Your answer should consist of the lines below that hold the word "Result".

________________________________________

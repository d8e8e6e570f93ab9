pub mod gemini;
pub mod openai;

use crate::domain::chat::ChatTurn;
use crate::domain::error::Result;
use crate::domain::llm_config::{LLMConfig, LLMProvider};
use async_trait::async_trait;
use gemini::GeminiClient;
use openai::OpenAIClient;

/// Transport to the external model provider. The call may fail; callers at
/// the capability layer substitute sentinel fallbacks instead of propagating.
#[async_trait]
pub trait LLMClient {
    /// Free-form completion: optional system instruction, replayed turn
    /// history, and the current user query.
    async fn generate(
        &self,
        config: &LLMConfig,
        system: &str,
        history: &[ChatTurn],
        user: &str,
    ) -> Result<String>;

    /// Completion constrained to a JSON document matching `schema`.
    async fn generate_structured(
        &self,
        config: &LLMConfig,
        prompt: &str,
        schema: &serde_json::Value,
    ) -> Result<String>;
}

pub struct RouterClient {
    gemini: GeminiClient,
    openai: OpenAIClient,
}

impl RouterClient {
    pub fn new() -> Self {
        Self {
            gemini: GeminiClient::new(),
            openai: OpenAIClient::new(),
        }
    }
}

impl Default for RouterClient {
    fn default() -> Self {
        Self::new()
    }
}

#[async_trait]
impl LLMClient for RouterClient {
    async fn generate(
        &self,
        config: &LLMConfig,
        system: &str,
        history: &[ChatTurn],
        user: &str,
    ) -> Result<String> {
        match config.provider {
            LLMProvider::Gemini => self.gemini.generate(config, system, history, user).await,
            LLMProvider::OpenAI => self.openai.generate(config, system, history, user).await,
        }
    }

    async fn generate_structured(
        &self,
        config: &LLMConfig,
        prompt: &str,
        schema: &serde_json::Value,
    ) -> Result<String> {
        match config.provider {
            LLMProvider::Gemini => self.gemini.generate_structured(config, prompt, schema).await,
            LLMProvider::OpenAI => self.openai.generate_structured(config, prompt, schema).await,
        }
    }
}
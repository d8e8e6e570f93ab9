pub mod aggregation;
pub mod chat_with_data;
pub mod ingest_dataset;
pub mod predict_price;
use std::path::PathBuf;

use figment::providers::{Env, Format, Serialized, Toml};
use figment::Figment;
use serde::{Deserialize, Serialize};

use crate::domain::error::{AppError, Result};
use crate::domain::llm_config::LLMConfig;

#[derive(Debug, Clone, Serialize, Deserialize)]
pub struct ServerConfig {
    pub host: String,
    pub port: u16,
}

impl Default for ServerConfig {
    fn default() -> Self {
        Self {
            host: "127.0.0.1".to_string(),
            port: 3001,
        }
    }
}

#[derive(Debug, Clone, Default, Serialize, Deserialize)]
pub struct DatasetConfig {
    /// Optional CSV to load at startup instead of the embedded sample.
    pub csv_path: Option<PathBuf>,
}

/// Application configuration: `lapprice.toml` overlaid with `LAPPRICE_*`
/// environment variables (nested keys via `__`, e.g. `LAPPRICE_SERVER__PORT`).
#[derive(Debug, Clone, Default, Serialize, Deserialize)]
pub struct AppConfig {
    pub server: ServerConfig,
    pub llm: LLMConfig,
    pub dataset: DatasetConfig,
}

impl AppConfig {
    pub fn load() -> Result<Self> {
        Self::from_figment(
            Figment::from(Serialized::defaults(AppConfig::default()))
                .merge(Toml::file("lapprice.toml"))
                .merge(Env::prefixed("LAPPRICE_").split("__")),
        )
    }

    fn from_figment(figment: Figment) -> Result<Self> {
        let mut config: AppConfig = figment
            .extract()
            .map_err(|e| AppError::ConfigError(e.to_string()))?;

        // The provider key can also come from the conventional env var.
        if config.llm.api_key.is_none() {
            config.llm.api_key = std::env::var("GEMINI_API_KEY")
                .ok()
                .filter(|key| !key.is_empty());
        }

        Ok(config)
    }
}

#[cfg(test)]
mod tests {
    use super::*;

    #[test]
    fn test_defaults() {
        let config = AppConfig::default();
        assert_eq!(config.server.host, "127.0.0.1");
        assert_eq!(config.server.port, 3001);
        assert_eq!(config.llm.model, "gemini-2.5-flash");
        assert!(config.dataset.csv_path.is_none());
    }

    #[test]
    fn test_toml_overlay() {
        let figment = Figment::from(Serialized::defaults(AppConfig::default())).merge(
            Toml::string("[server]\nport = 4020\n\n[llm]\nmodel = \"gemini-2.0-flash\"\n"),
        );
        let config = AppConfig::from_figment(figment).unwrap();

        assert_eq!(config.server.port, 4020);
        assert_eq!(config.llm.model, "gemini-2.0-flash");
        assert_eq!(config.server.host, "127.0.0.1");
    }
}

________________________________________

▶ **The completed task**:
use crate::domain::error::Result;
    ) -> Result<String>;
    ) -> Result<String>;
    ) -> Result<String> {
    ) -> Result<String> {
use crate::domain::error::{AppError, Result};
    pub fn load() -> Result<Self> {
    fn from_figment(figment: Figment) -> Result<Self> {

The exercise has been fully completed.